Now, my secret method of sneaking kale into my husband's unsuspecting body... well, actually the thrill of victory is gone because he now knows that I add it in, and likes it! :)

My simple sauce:
2 T olive oil
1 onion, diced
1 10 oz. package cremini (or white) mushrooms, sliced
2 - 15 oz. cans diced tomatoes
1 - small can tomato paste
2 T Italian seasoning (just the dried herb mix)
1-2 T garlic powder
1 bunch kale chopped
1/4 c. red wine, whatever is open (optional)

 First, soften the onions over low heat in olive oil in a large saucepan.  After 10 minutes, add in the sliced mushrooms, stir and cook 5 more minutes.  Then, add in the rest of the ingredients and stir well. Simmer the sauce on medium-low for 20-30 minutes.

Then... the magic touch.  Using an immersion blender, blend the entire pot of sauce to a thick, but smooth consistency.  Your beloved (spouse and/or children) will see the tiny flecks of green as delicious spices. They'll love it - and you'll love knowing that they're getting some fantastic nutrition!!

Tuesday, May 24, 2011

Spicy Shrimp & Quinoa

It has been a whole since I last posted, but I've been CRAZY busy!! Now that things have slowed down substantially, here's a spicy, awesome dish to make your nose run!

Serves 2 with enough left over to pack for lunch the next day!

Quinoa: prepare quinoa in your favorite way. My simple preparation is 2 cups vegetable (or "No-Chicken) broth to one cup quinoa.

Ingredients:
1 cup onion, chopped
1 cup broccoli, chopped (trees only)
2 roma tomatoes, squeezed and diced
1 can black beans, rinsed
1/2 cup broth
2 tbsp. Cajun Seasoning
12 large shrimp, thawed, tails removed
1-2 tbsp. olive oil (depending on whether or not your pan is non-stick or not)
Hot sauce, to taste

Add oil to your pan and saute broccoli and onions until they start to soften. Then, add black beans and tomatoes and warm them through. I also added about 1/2 cup of broth to the pan, to give the veggies some liquid to simmer in.

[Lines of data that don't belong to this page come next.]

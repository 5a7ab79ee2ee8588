//! Time integration of a [`Grid`].

use thermoplate_core::{Discretization, Grid, PhysicalParameters, SourceSchedule};

use crate::kernel::{StencilInput, StencilKernel, StepCoefficients};

/// Advances a grid by one explicit time step per call.
///
/// Holds the precombined coefficients, the source schedule and a scratch
/// field reused across steps, so stepping allocates nothing. A stepper is
/// built for one discretization; feeding it a grid of a different shape is
/// a caller error.
#[derive(Clone, Debug)]
pub struct Stepper {
    kernel: StencilKernel,
    coeffs: StepCoefficients,
    schedule: SourceSchedule,
    heater_w: f64,
    perturbation_w: f64,
    dt: f64,
    scratch: Vec<f64>,
}

impl Stepper {
    /// Build a stepper for `params` discretized as `disc`, using the
    /// default kernel.
    pub fn new(params: &PhysicalParameters, disc: &Discretization) -> Self {
        let ambient_k = thermoplate_core::celsius_to_kelvin(params.convection.ambient_c);
        Self {
            kernel: StencilKernel::default(),
            coeffs: StepCoefficients::new(disc, ambient_k),
            schedule: SourceSchedule {
                heater: params.heater.window,
                perturbation: params.perturbation.window,
            },
            heater_w: params.heater.magnitude_w,
            perturbation_w: params.perturbation.magnitude_w,
            dt: disc.dt,
            scratch: vec![0.0; disc.cell_count()],
        }
    }

    /// Use `kernel` for subsequent steps.
    pub fn with_kernel(mut self, kernel: StencilKernel) -> Self {
        self.kernel = kernel;
        self
    }

    /// The kernel in use.
    pub fn kernel(&self) -> StencilKernel {
        self.kernel
    }

    /// The time step in seconds.
    pub fn dt(&self) -> f64 {
        self.dt
    }

    /// The precombined per-step coefficients.
    pub fn coefficients(&self) -> &StepCoefficients {
        &self.coeffs
    }

    /// The source schedule evaluated every step.
    pub fn schedule(&self) -> &SourceSchedule {
        &self.schedule
    }

    /// Advance `grid` by exactly one `dt`.
    ///
    /// Source windows are evaluated at the grid's time before the step.
    /// The new field is computed entirely from the previous one and then
    /// swapped in whole.
    pub fn step(&mut self, grid: &mut Grid) {
        debug_assert_eq!(grid.cell_count(), self.scratch.len());
        let active = self.schedule.at(grid.current_time());

        let input = StencilInput {
            prev: grid.temperatures(),
            heater: active.heater.then_some(grid.heater_power()),
            perturbation: active.perturbation.then_some(grid.perturbation_power()),
        };
        self.kernel.apply(&self.coeffs, &input, &mut self.scratch);

        let power = if active.heater { self.heater_w } else { 0.0 };
        let pert = if active.perturbation {
            self.perturbation_w
        } else {
            0.0
        };
        grid.commit_step(&mut self.scratch, power, pert);
    }

    /// Advance `grid` by `steps` steps.
    pub fn run(&mut self, grid: &mut Grid, steps: u64) {
        for _ in 0..steps {
            self.step(grid);
        }
    }
}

In a small bowl, toss 1 tbsp seasoning with shrimp to make sure they're well coated. Then, add shrimp to the vegetable mixture. Add the rest of the seasoning and cook the shrimp through. Some people like their shrimp a little more on the "done" side, some a little more on the raw side. 

Put quinoa on your plate, and spoon shrimp mixture on top. Top with a few squirts of hot sauce - my favorite is Frank's Red Hot!